→ **Exercise requirements**:
Which lines below contain "instances"? Copy every one of them.

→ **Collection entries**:
§ §
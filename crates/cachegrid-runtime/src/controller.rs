//! CacheRuntime controller implementation
//!
//! One reconcile pass for a runtime runs, in order:
//!
//! 1. one read of the runtime and all three process groups
//! 2. replica sync of the worker group
//! 3. the runtime health check (master, worker, fuse)
//! 4. observed generation and gateway endpoint
//! 5. the Dataset status projection, with a cache snapshot taken for this
//!    pass only
//!
//! A failed read aborts the pass before any status is written.
//!
//! Every status write goes through the optimistic update loop, so passes for
//! the same runtime never lose each other's updates.

use std::sync::Arc;

use kube::runtime::controller::Action;
use kube::{Client, ResourceExt};
use tracing::{debug, error, info, instrument, warn};

use cachegrid_common::crd::{CacheRuntime, GatewayStatus};
use cachegrid_common::events::{EventPublisher, KubeEventPublisher};
use cachegrid_common::metrics::ReconcileTimer;
use cachegrid_common::retry::update_on_conflict;
use cachegrid_common::{Error, ObjectKey, FIELD_MANAGER};

use crate::accessor::{ClusterStateAccessor, KubeClient, KubeClientImpl};
use crate::cache::{CacheInspector, StatusCacheInspector};
use crate::config::ControllerConfig;
use crate::dataset::sync_dataset_status;
use crate::health::{check_observed_health, report_failure};
use crate::replicas::sync_observed_replicas;

/// Controller context containing shared state and clients
///
/// Use [`ContextBuilder`] to construct instances:
///
/// ```text
/// let ctx = Context::builder(client)
///     .config(config)
///     .build();
/// ```
pub struct Context {
    /// Kubernetes client for API operations (trait object for testability)
    pub kube: Arc<dyn KubeClient>,
    /// Source of the per-pass cache snapshot
    pub cache: Arc<dyn CacheInspector>,
    /// Kubernetes Event publisher
    pub events: Arc<dyn EventPublisher>,
    /// Requeue intervals and retry bounds
    pub config: ControllerConfig,
}

impl Context {
    /// Create a builder for constructing a Context
    pub fn builder(client: Client) -> ContextBuilder {
        ContextBuilder::new(client)
    }

    /// Read-only accessor over this context's client
    pub fn accessor(&self) -> ClusterStateAccessor {
        ClusterStateAccessor::new(self.kube.clone())
    }

    /// Create a context for testing with custom mock clients
    ///
    /// Events are dropped and retries back off in milliseconds.
    #[cfg(test)]
    pub fn for_testing(kube: Arc<dyn KubeClient>, cache: Arc<dyn CacheInspector>) -> Self {
        Self {
            kube,
            cache,
            events: Arc::new(cachegrid_common::events::NoopEventPublisher),
            config: ControllerConfig::for_testing(),
        }
    }
}

/// Builder for constructing [`Context`] instances
pub struct ContextBuilder {
    client: Client,
    kube: Option<Arc<dyn KubeClient>>,
    cache: Option<Arc<dyn CacheInspector>>,
    events: Option<Arc<dyn EventPublisher>>,
    config: ControllerConfig,
}

impl ContextBuilder {
    fn new(client: Client) -> Self {
        Self {
            client,
            kube: None,
            cache: None,
            events: None,
            config: ControllerConfig::default(),
        }
    }

    /// Override the Kubernetes client (primarily for testing)
    pub fn kube_client(mut self, kube: Arc<dyn KubeClient>) -> Self {
        self.kube = Some(kube);
        self
    }

    /// Override the cache inspector
    pub fn cache_inspector(mut self, cache: Arc<dyn CacheInspector>) -> Self {
        self.cache = Some(cache);
        self
    }

    /// Override the event publisher
    pub fn event_publisher(mut self, events: Arc<dyn EventPublisher>) -> Self {
        self.events = Some(events);
        self
    }

    /// Set the controller configuration
    pub fn config(mut self, config: ControllerConfig) -> Self {
        self.config = config;
        self
    }

    /// Build the Context
    pub fn build(self) -> Context {
        Context {
            kube: self
                .kube
                .unwrap_or_else(|| Arc::new(KubeClientImpl::new(self.client.clone()))),
            cache: self.cache.unwrap_or_else(|| Arc::new(StatusCacheInspector)),
            events: self
                .events
                .unwrap_or_else(|| Arc::new(KubeEventPublisher::new(self.client, FIELD_MANAGER))),
            config: self.config,
        }
    }
}

/// Endpoint of the master API behind the gateway
pub fn gateway_endpoint(key: &ObjectKey, port: u16) -> String {
    format!("{}-master.{}.svc:{}", key.name, key.namespace, port)
}

/// Record the processed generation and the gateway sub-status
async fn record_observed(ctx: &Context, key: &ObjectKey) -> Result<CacheRuntime, Error> {
    let accessor = ctx.accessor();
    let outcome = update_on_conflict(
        &ctx.config.status_retry,
        "record_observed",
        || accessor.runtime(key),
        |rt: &mut CacheRuntime| {
            let generation = rt.metadata.generation;
            let gateway = rt.spec.gateway.enabled.then(|| GatewayStatus {
                endpoint: gateway_endpoint(key, rt.spec.gateway.port),
            });
            let status = rt.status.get_or_insert_with(Default::default);
            status.observed_generation = generation;
            status.gateway = gateway;
            Ok(())
        },
        |rt: CacheRuntime| async move { ctx.kube.write_runtime_status(&rt).await },
    )
    .await?;
    Ok(outcome.into_inner())
}

async fn reconcile_runtime(
    runtime: &CacheRuntime,
    ctx: &Context,
    key: &ObjectKey,
) -> Result<Action, Error> {
    if let Err(e) = runtime.spec.validate() {
        warn!(error = %e, "runtime validation failed");
        return Ok(Action::await_change());
    }

    let state = match ctx.accessor().observe(key).await {
        Ok(state) => state,
        Err(e) => return Err(report_failure(ctx, key, e).await),
    };

    let direction = sync_observed_replicas(ctx, key, &state.worker).await?;
    debug!(?direction, "replica sync complete");

    let report = check_observed_health(ctx, key, &state).await?;

    let current = record_observed(ctx, key).await?;
    let snapshot = ctx.cache.inspect(&current).await?;
    let phase = sync_dataset_status(ctx, key, &current, &report.health(), &snapshot).await?;

    info!(
        all_ready = report.ready,
        skipped = ?report.skipped,
        dataset_phase = ?phase,
        "reconcile pass complete"
    );
    Ok(Action::requeue(ctx.config.requeue_after(report.ready)))
}

/// Reconcile a CacheRuntime resource
///
/// Converges the runtime status and the status of its Dataset on what the
/// process groups report. Returns when to look at the runtime again, or an
/// error for [`error_policy`] to requeue.
#[instrument(skip(runtime, ctx), fields(runtime = %runtime.name_any()))]
pub async fn reconcile(runtime: Arc<CacheRuntime>, ctx: Arc<Context>) -> Result<Action, Error> {
    let Some(namespace) = runtime.namespace() else {
        return Err(Error::validation("CacheRuntime must be namespaced"));
    };
    let key = ObjectKey::new(namespace, runtime.name_any());
    let timer = ReconcileTimer::start(key.to_string());

    match reconcile_runtime(&runtime, &ctx, &key).await {
        Ok(action) => {
            timer.success();
            Ok(action)
        }
        Err(Error::NotFound { kind, .. }) if kind == "CacheRuntime" => {
            // Deleted while the pass was running; the watch will not bring it back
            debug!("runtime no longer exists");
            timer.success();
            Ok(Action::await_change())
        }
        Err(e) => {
            timer.error(e.kind_label());
            Err(e)
        }
    }
}

/// Error policy for the controller
///
/// Conflicts that outlived the retry bound and missing process groups are
/// expected while the cluster settles and are requeued quickly; anything
/// else backs off longer.
pub fn error_policy(runtime: Arc<CacheRuntime>, error: &Error, ctx: Arc<Context>) -> Action {
    error!(
        ?error,
        runtime = %runtime.name_any(),
        "reconciliation failed"
    );

    if error.is_conflict() {
        Action::requeue(ctx.config.conflict_requeue)
    } else if error.is_not_found() {
        Action::requeue(ctx.config.not_ready_requeue)
    } else {
        Action::requeue(ctx.config.error_requeue)
    }
}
§ §
→ **Written reply**:
/// Use [`ContextBuilder`] to construct instances:
/// Builder for constructing [`Context`] instances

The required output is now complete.